While it is well established that the cytoskeleton maintains cell shape and generates contractile forces, the relative load‑sharing among actin filaments, microtubules, and intermediate filaments in human TM cells has not been quantified. Actin has long been viewed as the principal load‑bearing network, whereas the mechanical roles of microtubules and vimentin remain poorly defined. In TM cells, pharmacological depolymerisation of microtubules triggers a robust contraction only when an intact actomyosin network is present; disruption of actin or myosin activity abolishes the response [53]. This emphasizes the enabling role of actin filaments. Consequently, glaucoma research has focused heavily on actin‑targeted pathways, leaving the contributions of microtubules and intermediate filaments under‑explored. In other cell types, inhibiting myosin II [54], reliably reduces traction forces, whereas microtubule depolymerisation can either enhance or diminish force generation depending on dimensional context. The quantitative consequences of selectively targeting each filament system on 3D traction forces in TM cells, however, remain essentially unexplored.

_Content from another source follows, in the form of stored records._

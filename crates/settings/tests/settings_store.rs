//! Integration tests for the SettingsStore:
//! - defaults when no file exists
//! - persisting only changed (delta) fields
//! - reloading after external file modification

use std::collections::HashMap;
use std::fs;
use std::path::PathBuf;

use serde::{Deserialize, Serialize};
use settings::{Settings, SettingsError, SettingsStore};

fn unique_temp_path(name: &str) -> PathBuf {
    let nanos = std::time::SystemTime::now()
        .duration_since(std::time::UNIX_EPOCH)
        .unwrap()
        .as_nanos();
    std::env::temp_dir().join(format!("settings_store_test_{name}_{nanos}.ron"))
}

#[derive(Debug, Clone, Serialize, Deserialize, PartialEq)]
struct Playback {
    muted: bool,
    volume: f32,
}

impl Default for Playback {
    fn default() -> Self {
        Self {
            muted: false,
            volume: 0.6,
        }
    }
}

#[derive(Debug, Clone, Serialize, Deserialize, PartialEq)]
struct Deck {
    track: String,
    playback: Playback,
}

impl Default for Deck {
    fn default() -> Self {
        Self {
            track: "audio/theme.ogg".to_string(),
            playback: Playback::default(),
        }
    }
}

impl Settings for Deck {
    const SECTION: &'static str = "deck";
}

fn keys(value: &ron::Value) -> Vec<String> {
    let ron::Value::Map(map) = value else {
        panic!("expected a map, got {value:?}");
    };
    map.iter()
        .filter_map(|(k, _)| match k {
            ron::Value::String(s) => Some(s.clone()),
            _ => None,
        })
        .collect()
}

#[test]
fn defaults_apply_without_a_file() {
    let path = unique_temp_path("defaults");
    let store = SettingsStore::builder()
        .with_settings_file(path.clone())
        .build()
        .expect("build store");
    store.register::<Deck>().expect("register");

    assert_eq!(*store.get::<Deck>().expect("get"), Deck::default());
    assert!(!path.exists(), "nothing is written before the first update");
}

#[test]
fn update_persists_only_the_delta() {
    let path = unique_temp_path("delta");
    let store = SettingsStore::builder()
        .with_settings_file(path.clone())
        .build()
        .expect("build store");
    store.register::<Deck>().expect("register");

    store
        .update::<Deck, _>(|deck| deck.playback.muted = true)
        .expect("update");

    let content = fs::read_to_string(&path).expect("read delta file");
    let root: HashMap<String, ron::Value> = ron::from_str(&content).expect("parse delta");
    let deck = root.get("deck").expect("deck section");

    assert_eq!(keys(deck), vec!["playback".to_string()]);
    let ron::Value::Map(section) = deck else {
        unreachable!()
    };
    let playback = section
        .iter()
        .find(|(k, _)| matches!(k, ron::Value::String(s) if s == "playback"))
        .map(|(_, v)| v)
        .unwrap();
    assert_eq!(keys(playback), vec!["muted".to_string()]);

    let effective = store.get::<Deck>().expect("get");
    assert!(effective.playback.muted);
    assert_eq!(effective.track, "audio/theme.ogg");

    let _ = fs::remove_file(path);
}

#[test]
fn reverting_to_defaults_drops_the_section() {
    let path = unique_temp_path("revert");
    let store = SettingsStore::builder()
        .with_settings_file(path.clone())
        .build()
        .expect("build store");
    store.register::<Deck>().expect("register");

    store
        .update::<Deck, _>(|deck| deck.track = "audio/other.ogg".into())
        .expect("first update");
    store
        .update::<Deck, _>(|deck| deck.track = "audio/theme.ogg".into())
        .expect("revert");

    let content = fs::read_to_string(&path).expect("read delta file");
    let root: HashMap<String, ron::Value> = ron::from_str(&content).expect("parse delta");
    assert!(root.is_empty());

    let _ = fs::remove_file(path);
}

#[test]
fn reload_applies_external_changes() {
    let path = unique_temp_path("reload");
    let store = SettingsStore::builder()
        .with_settings_file(path.clone())
        .build()
        .expect("build");
    store.register::<Deck>().expect("register");

    let external = r#"
    {
        "deck": {
            "playback": { "volume": 0.25 }
        }
    }
    "#;
    fs::write(&path, external).expect("write external delta");
    store.reload().expect("reload");

    let deck = store.get::<Deck>().expect("get after reload");
    assert_eq!(deck.playback.volume, 0.25);
    assert!(!deck.playback.muted);
    assert_eq!(deck.track, "audio/theme.ogg");

    let _ = fs::remove_file(path);
}

#[test]
fn double_registration_and_unknown_sections_fail() {
    let store = SettingsStore::builder()
        .with_settings_file(unique_temp_path("errors"))
        .build()
        .expect("build");

    assert!(matches!(
        store.get::<Deck>(),
        Err(SettingsError::NotRegistered("deck"))
    ));
    assert!(store.try_get::<Deck>().expect("try_get").is_none());

    store.register::<Deck>().expect("register");
    assert!(matches!(
        store.register::<Deck>(),
        Err(SettingsError::AlreadyRegistered("deck"))
    ));
}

Our recent work further showed that TM cells in LF regions of glaucomatous eyes exert exceptionally strong traction forces that may lead to local ECM stiffening and contributing to glaucoma pathogenesis [[32], [33], [34], [35]]. Thus, it is vital to understand the mechanistic underpinnings of cellular traction forces, and identify which cytoskeletal components are the key drivers of these forces. Such crucial understandings could inform new therapeutic strategies aimed at targeting the elements that drive pathologic ECM stiffening in glaucoma. In this study, we investigated the individual contributions of actin filaments, microtubules, and intermediate filaments to the traction forces generated by TM cells. We cultured normal, high-flow TM cells on compliant type I collagen gels (4.7 kPa stiffness, confirmed by atomic force microscopy [32]) and selectively inhibited each cytoskeletal component to assess its effect on cell-generated forces. We focused on high-flow region TM cells because these cells are the most compliant and functionally “normal” within the outflow pathway [21,30]. This provided a healthy baseline condition to discern how inhibiting specific cytoskeletal elements affects traction force generation, thereby revealing the primary cytoskeletal drivers of TM cell contractile force. In addition, we examined how collagen fibrils reorganize under the tensile strains induced by each cytoskeletal element knockout. We hypothesize that correlating the measured traction forces with the corresponding collagen fibril reorganization for each knockout condition will yield significant understandings of both cellular biomechanics and cell-ECM interactions. Such information is critical for understanding how cell-ECM dynamics influence aqueous humor outflow resistance and thereby regulate IOP. Here we employ acute, selective filament disruption to determine which cytoskeletal subsystem is indispensable for traction in soft HF TM/JCT cells; this subtraction approach defines the minimum filament target set that must be down-regulated to soften the pathologically stiff LF regions found in glaucoma.